» What the task asks: Take from the data every line in which the word "Option" is found.

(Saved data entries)

========

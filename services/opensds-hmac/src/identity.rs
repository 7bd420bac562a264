use std::fmt::{Debug, Formatter};
use std::sync::Arc;

use bytes::Bytes;
use http::header::CONTENT_TYPE;
use http::{Method, StatusCode};
use log::{debug, warn};
use mcsign_core::time::{now, parse_rfc3339, DateTime};
use mcsign_core::utils::Redact;
use mcsign_core::{Context, Error, Result};
use serde::Deserialize;
use serde_json::json;
use tokio::sync::RwLock;

use crate::constants::{X_AUTH_TOKEN, X_SUBJECT_TOKEN};
use crate::Config;

/// Tokens are refreshed this many seconds before Keystone expires them.
const TOKEN_REFRESH_MARGIN_SECS: i64 = 60;

fn token_is_fresh(expires_at: &DateTime) -> bool {
    now() + chrono::TimeDelta::seconds(TOKEN_REFRESH_MARGIN_SECS) < *expires_at
}

/// Password credentials for Keystone v3 authentication.
#[derive(Clone, Default)]
pub struct PasswordAuth {
    /// User name.
    pub username: String,
    /// User password.
    pub password: String,
    /// Domain of the user, `Default` when empty.
    pub user_domain_name: String,
    /// Project to scope the token to.
    pub project_name: Option<String>,
    /// Domain of the project, the user domain when absent.
    pub project_domain_name: Option<String>,
}

impl PasswordAuth {
    /// Create password credentials for a user in the `Default` domain.
    pub fn new(username: impl Into<String>, password: impl Into<String>) -> Self {
        Self {
            username: username.into(),
            password: password.into(),
            user_domain_name: "Default".to_string(),
            project_name: None,
            project_domain_name: None,
        }
    }

    /// Scope the token to a project.
    pub fn with_project(mut self, project_name: impl Into<String>) -> Self {
        self.project_name = Some(project_name.into());
        self
    }

    fn request_body(&self) -> serde_json::Value {
        let user_domain = if self.user_domain_name.is_empty() {
            "Default"
        } else {
            &self.user_domain_name
        };

        let mut body = json!({
            "auth": {
                "identity": {
                    "methods": ["password"],
                    "password": {
                        "user": {
                            "name": self.username,
                            "domain": { "name": user_domain },
                            "password": self.password,
                        }
                    }
                }
            }
        });

        if let Some(project) = &self.project_name {
            let project_domain = self.project_domain_name.as_deref().unwrap_or(user_domain);
            body["auth"]["scope"] = json!({
                "project": {
                    "name": project,
                    "domain": { "name": project_domain },
                }
            });
        }

        body
    }
}

impl Debug for PasswordAuth {
    fn fmt(&self, f: &mut Formatter<'_>) -> std::fmt::Result {
        f.debug_struct("PasswordAuth")
            .field("username", &self.username)
            .field("password", &Redact::from(&self.password))
            .field("user_domain_name", &self.user_domain_name)
            .field("project_name", &self.project_name)
            .field("project_domain_name", &self.project_domain_name)
            .finish()
    }
}

#[derive(Clone)]
enum IdentityAuth {
    Token(String),
    Password(PasswordAuth),
}

/// IdentityClient talks to a Keystone v3 identity service.
///
/// It authenticates either with a pre-issued token or with password
/// credentials. Password tokens are cached and reissued one minute before
/// they expire.
#[derive(Clone)]
pub struct IdentityClient {
    auth_url: String,
    auth: IdentityAuth,
    token: Arc<RwLock<Option<(String, DateTime)>>>,
}

impl IdentityClient {
    /// Create a client that sends the given token as is.
    pub fn with_token(auth_url: &str, token: impl Into<String>) -> Self {
        Self::new(auth_url, IdentityAuth::Token(token.into()))
    }

    /// Create a client that issues its own tokens with password credentials.
    pub fn with_password(auth_url: &str, auth: PasswordAuth) -> Self {
        Self::new(auth_url, IdentityAuth::Password(auth))
    }

    fn new(auth_url: &str, auth: IdentityAuth) -> Self {
        let auth_url = auth_url.trim_end_matches('/');
        let auth_url = auth_url.strip_suffix("/v3").unwrap_or(auth_url);

        Self {
            auth_url: auth_url.to_string(),
            auth,
            token: Arc::new(RwLock::new(None)),
        }
    }

    /// Build a client from config.
    ///
    /// `auth_url` is required, and so is either `auth_token` or a
    /// `username`/`password` pair. A token wins when both are set.
    pub fn from_config(cfg: &Config) -> Result<Self> {
        let auth_url = cfg
            .auth_url
            .as_deref()
            .filter(|v| !v.is_empty())
            .ok_or_else(|| Error::config_invalid("keystone auth_url is not set"))?;

        if let Some(token) = cfg.auth_token.as_deref().filter(|v| !v.is_empty()) {
            return Ok(Self::with_token(auth_url, token));
        }

        match (&cfg.username, &cfg.password) {
            (Some(username), Some(password)) if !username.is_empty() => {
                let mut auth = PasswordAuth::new(username, password);
                if let Some(v) = &cfg.user_domain_name {
                    auth.user_domain_name = v.clone();
                }
                auth.project_name = cfg.project_name.clone();
                auth.project_domain_name = cfg.project_domain_name.clone();
                Ok(Self::with_password(auth_url, auth))
            }
            _ => Err(Error::config_invalid(
                "keystone needs either auth_token or username and password",
            )),
        }
    }

    /// Identity service root, without a trailing `/v3`.
    pub fn auth_url(&self) -> &str {
        &self.auth_url
    }

    /// Get a token to authenticate against the identity service.
    pub async fn token(&self, ctx: &Context) -> Result<String> {
        let auth = match &self.auth {
            IdentityAuth::Token(token) => return Ok(token.clone()),
            IdentityAuth::Password(auth) => auth,
        };

        if let Some((token, expires_at)) = self.token.read().await.as_ref() {
            if token_is_fresh(expires_at) {
                return Ok(token.clone());
            }
        }

        let mut cache = self.token.write().await;
        if let Some((token, expires_at)) = cache.as_ref() {
            if token_is_fresh(expires_at) {
                return Ok(token.clone());
            }
        }

        let (token, expires_at) = self.issue_token(ctx, auth).await?;
        *cache = Some((token.clone(), expires_at));
        Ok(token)
    }

    async fn issue_token(&self, ctx: &Context, auth: &PasswordAuth) -> Result<(String, DateTime)> {
        let url = format!("{}/v3/auth/tokens", self.auth_url);
        debug!("issuing keystone token from {url} for user {}", auth.username);

        let body = serde_json::to_vec(&auth.request_body())?;
        let req = http::Request::builder()
            .method(Method::POST)
            .uri(&url)
            .header(CONTENT_TYPE, "application/json")
            .body(Bytes::from(body))
            .map_err(|e| {
                Error::credential_fetch_failed("failed to build keystone token request")
                    .with_source(e)
            })?;

        let resp = ctx.http_send_as_string(req).await.map_err(|e| {
            Error::credential_fetch_failed("failed to send keystone token request").with_source(e)
        })?;
        if !resp.status().is_success() {
            return Err(Error::credential_fetch_failed(format!(
                "keystone token request failed: status={}, body={}",
                resp.status(),
                resp.body()
            )));
        }

        let token = resp
            .headers()
            .get(X_SUBJECT_TOKEN)
            .and_then(|v| v.to_str().ok())
            .map(str::to_string)
            .ok_or_else(|| {
                Error::credential_fetch_failed("keystone response carries no X-Subject-Token")
            })?;

        let content: TokenResponse = serde_json::from_str(resp.body()).map_err(|e| {
            Error::credential_fetch_failed("failed to parse keystone token response")
                .with_source(e)
        })?;
        let expires_at = parse_rfc3339(&content.token.expires_at).map_err(|e| {
            Error::credential_fetch_failed("failed to parse keystone token expiry").with_source(e)
        })?;

        debug!("keystone token issued, expires at {expires_at}");
        Ok((token, expires_at))
    }

    /// List EC2 style credentials visible to the authenticated user.
    ///
    /// A `401` drops the cached token before failing, so the next call
    /// authenticates again. The request itself is never repeated.
    pub(crate) async fn list_credentials(&self, ctx: &Context) -> Result<Vec<KeystoneCredential>> {
        let url = format!("{}/v3/credentials", self.auth_url);

        let token = self.token(ctx).await?;
        let req = http::Request::builder()
            .method(Method::GET)
            .uri(&url)
            .header(X_AUTH_TOKEN, token)
            .body(Bytes::new())
            .map_err(|e| {
                Error::credential_fetch_failed("failed to build keystone credentials request")
                    .with_source(e)
            })?;

        let resp = ctx.http_send_as_string(req).await.map_err(|e| {
            Error::credential_fetch_failed("failed to send keystone credentials request")
                .with_source(e)
        })?;

        let status = resp.status();
        if status == StatusCode::UNAUTHORIZED {
            warn!("keystone token was rejected, dropping it");
            self.token.write().await.take();
        }
        if !status.is_success() {
            return Err(Error::credential_fetch_failed(format!(
                "keystone credentials request failed: status={}, body={}",
                status,
                resp.body()
            )));
        }

        let content: CredentialsResponse = serde_json::from_str(resp.body()).map_err(|e| {
            Error::credential_fetch_failed("failed to parse keystone credentials response")
                .with_source(e)
        })?;
        debug!("keystone listed {} credentials", content.credentials.len());
        Ok(content.credentials)
    }
}

impl Debug for IdentityClient {
    fn fmt(&self, f: &mut Formatter<'_>) -> std::fmt::Result {
        let mut s = f.debug_struct("IdentityClient");
        s.field("auth_url", &self.auth_url);
        match &self.auth {
            IdentityAuth::Token(token) => s.field("token", &Redact::from(token)),
            IdentityAuth::Password(auth) => s.field("password_auth", auth),
        };
        s.finish()
    }
}

#[derive(Debug, Deserialize)]
struct TokenResponse {
    token: TokenBody,
}

#[derive(Debug, Deserialize)]
struct TokenBody {
    expires_at: String,
}

#[derive(Debug, Deserialize)]
struct CredentialsResponse {
    credentials: Vec<KeystoneCredential>,
}

/// One entry of the Keystone `/v3/credentials` listing.
#[derive(Debug, Clone, Deserialize)]
pub(crate) struct KeystoneCredential {
    #[serde(default)]
    pub id: String,
    #[serde(rename = "type", default)]
    pub kind: String,
    /// JSON document holding `access` and `secret`.
    pub blob: String,
}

========

» Result of this exercise:
    pub project_name: Option<String>,
    pub project_domain_name: Option<String>,
    token: Arc<RwLock<Option<(String, DateTime)>>>,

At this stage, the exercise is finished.